//! Builders for synthetic logger tables

use std::fs;
use std::path::{Path, PathBuf};

pub const ACTIVE: u8 = b' ';
pub const DELETED: u8 = b'*';
pub const END_OF_DATA: u8 = 0x1A;

/// Field layout of the logger's float table
pub const FLOAT_FIELDS: [(&str, u8, u8); 7] = [
    ("Date", b'D', 8),
    ("Time", b'C', 8),
    ("Millitm", b'N', 3),
    ("TagIndex", b'N', 5),
    ("Value", b'B', 8),
    ("Status", b'C', 1),
    ("Marker", b'C', 1),
];

/// Table prefix and field descriptors for `(name, type, length)` fields
pub fn table_header(fields: &[(&str, u8, u8)]) -> Vec<u8> {
    let header_len = 32 * (fields.len() + 1) + 1;
    let record_len: usize = 1 + fields.iter().map(|f| f.2 as usize).sum::<usize>();

    let mut bytes = vec![0u8; 32];
    bytes[0] = 0x03;
    bytes[8..10].copy_from_slice(&(header_len as u16).to_le_bytes());
    bytes[10..12].copy_from_slice(&(record_len as u16).to_le_bytes());
    for (name, field_type, length) in fields {
        let mut descriptor = [0u8; 32];
        descriptor[..name.len()].copy_from_slice(name.as_bytes());
        descriptor[11] = *field_type;
        descriptor[16] = *length;
        bytes.extend_from_slice(&descriptor);
    }
    bytes.push(0x0D);
    bytes
}

/// One float-table record for `tag` at `date`/`time`
pub fn float_record(marker: u8, date: &str, time: &str, tag: usize, value: f64) -> Vec<u8> {
    let mut bytes = vec![marker];
    bytes.extend_from_slice(date.as_bytes());
    bytes.extend_from_slice(time.as_bytes());
    bytes.extend_from_slice(b"000");
    bytes.extend_from_slice(format!("{:>5}", tag).as_bytes());
    bytes.extend_from_slice(&value.to_le_bytes());
    bytes.extend_from_slice(b"UM");
    bytes
}

/// Float table whose cycles hold `values[cycle][tag]`, one second apart
pub fn float_table(values: &[Vec<f64>]) -> Vec<u8> {
    let mut bytes = table_header(&FLOAT_FIELDS);
    for (cycle, readings) in values.iter().enumerate() {
        let time = format!("08:00:{:02}", cycle);
        for (tag, value) in readings.iter().enumerate() {
            bytes.extend(float_record(ACTIVE, "20261019", &time, tag, *value));
        }
    }
    bytes.push(END_OF_DATA);
    bytes
}

/// Tag-name table listing `names` in index order
pub fn tagname_table(names: &[&str]) -> Vec<u8> {
    let mut bytes = table_header(&[("Tagname", b'C', 40), ("TTagIndex", b'N', 5)]);
    for (index, name) in names.iter().enumerate() {
        bytes.push(ACTIVE);
        bytes.extend_from_slice(format!("{:<40}", name).as_bytes());
        bytes.extend_from_slice(format!("{:>5}", index).as_bytes());
    }
    bytes.push(END_OF_DATA);
    bytes
}

pub fn write(dir: &Path, name: &str, bytes: &[u8]) -> PathBuf {
    let path = dir.join(name);
    fs::write(&path, bytes).expect("Failed to write test input");
    path
}
pub mod channel;
pub mod event;
pub mod record;
pub mod table;

pub use channel::*;
pub use event::*;
pub use record::*;
pub use table::*;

■ ■ ■ ■ ■

■ **Try it**: Look through the listing above and copy each line with the word "const" in it.

■ **Solved problem**:
pub const ACTIVE: u8 = b' ';
pub const DELETED: u8 = b'*';
pub const END_OF_DATA: u8 = 0x1A;
pub const FLOAT_FIELDS: [(&str, u8, u8); 7] = [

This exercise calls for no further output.